The Bartholin’s glands are a pair glands located either side of the posterior part of the vaginal introitus (the vaginal opening). They are usually pea-sized and not palpable. They produce mucus to help with vaginal lubrication. 

When the ducts become blocked, the Bartholin’s glands can swell and become tender, causing a Bartholin’s cyst. The swelling is typically unilateral and forms a fluid-filled cyst between 1 – 4 cm.

Cysts can become infected, forming a Bartholin’s abscess. A Bartholin’s abscess will be hot, tender, red and potentially draining pus. 

A diagnosis of a Bartholin’s cyst or abscess is made clinically with a history and examination. 



Bartholin’s cysts will usually resolve with simple treatment such as good hygiene, analgesia and warm compresses. Incision is generally avoided, as the cyst will often reoccur. A biopsy may be required if vulval malignancy needs to be excluded (particularly in women over 40 years).

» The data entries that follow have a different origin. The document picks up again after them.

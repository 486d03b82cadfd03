//! Edge cursor - selects one of the cells just outside the board.
//!
//! The `4 * grid_size` edge cells form a ring, walked clockwise:
//! top row (`row == -1`) left to right, right column (`col == n`) top to
//! bottom, bottom row (`row == n`) right to left, left column (`col == -1`)
//! bottom to top. Corners are not part of the ring since a push from a
//! corner has no row or column to travel along.

use crate::types::Mode;

#[derive(Debug, Clone, Copy, PartialEq, Eq)]
pub struct EdgeCursor {
    grid_size: i8,
    pos: u16,
}

impl EdgeCursor {
    /// Cursor above the middle column.
    pub fn new(mode: Mode) -> Self {
        let n = mode.config().grid_size;
        Self {
            grid_size: n,
            pos: (n / 2) as u16,
        }
    }

    /// Number of cells on the ring.
    pub fn len(&self) -> u16 {
        4 * self.grid_size as u16
    }

    pub fn is_empty(&self) -> bool {
        self.grid_size == 0
    }

    pub fn next(&mut self) {
        self.pos = (self.pos + 1) % self.len();
    }

    pub fn prev(&mut self) {
        self.pos = (self.pos + self.len() - 1) % self.len();
    }

    /// Adopt another mode's geometry, keeping the side and clamping the
    /// offset along it.
    pub fn set_mode(&mut self, mode: Mode) {
        let old = self.grid_size as u16;
        let n = mode.config().grid_size;
        let side = self.pos / old;
        let offset = (self.pos % old).min(n as u16 - 1);
        self.grid_size = n;
        self.pos = side * n as u16 + offset;
    }

    /// The `(row, col)` click cell under the cursor.
    pub fn cell(&self) -> (i8, i8) {
        let n = self.grid_size;
        let side = self.pos / n as u16;
        let i = (self.pos % n as u16) as i8;
        match side {
            0 => (-1, i),
            1 => (i, n),
            2 => (n, n - 1 - i),
            _ => (n - 1 - i, -1),
        }
    }
}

Bartholin’s abscess will require antibiotics. A swab of pus or fluid from the abscess can be taken to culture the infective organism and check the antibiotic sensitivitiesE. coli is the most common cause. Send specific swabs for chlamydia and gonorrhoea

Surgical interventions may be required to treat a Bartholin’s abscess. There are two options for surgical management:

  • Word catheter (Bartholin’s gland balloon) – requires local anaesthetic 
  • Marsupialisation – requires general anaesthetic

Word catheter is a small rubber tube with a balloon on the end. The procedure may be performed by an appropriately experienced person in a treatment room, rather than a theatre. Local anaesthetic is used to numb the area. An incision is made, and any pus is drained from the abscess. The Word catheter is inserted into the abscess space, and inflated up to 3 ml with saline. The balloon fills the space and keeps the catheter in place. Fluid can drain around the catheter, preventing a cyst or abscess reoccurring. The tissue heals around the catheter, leaving a permanent hole. The catheter can be deflated and carefully removed at a later date, once epithelisation of the hole has occurred.

Marsupialisation involves a general anaesthetic in a surgical theatre. An incision is made, and the abscess is drained. The sides of the abscess are sutured open. Suturing the abscess open allows continuous drainage of the area and prevents recurrence of the cyst or abscess.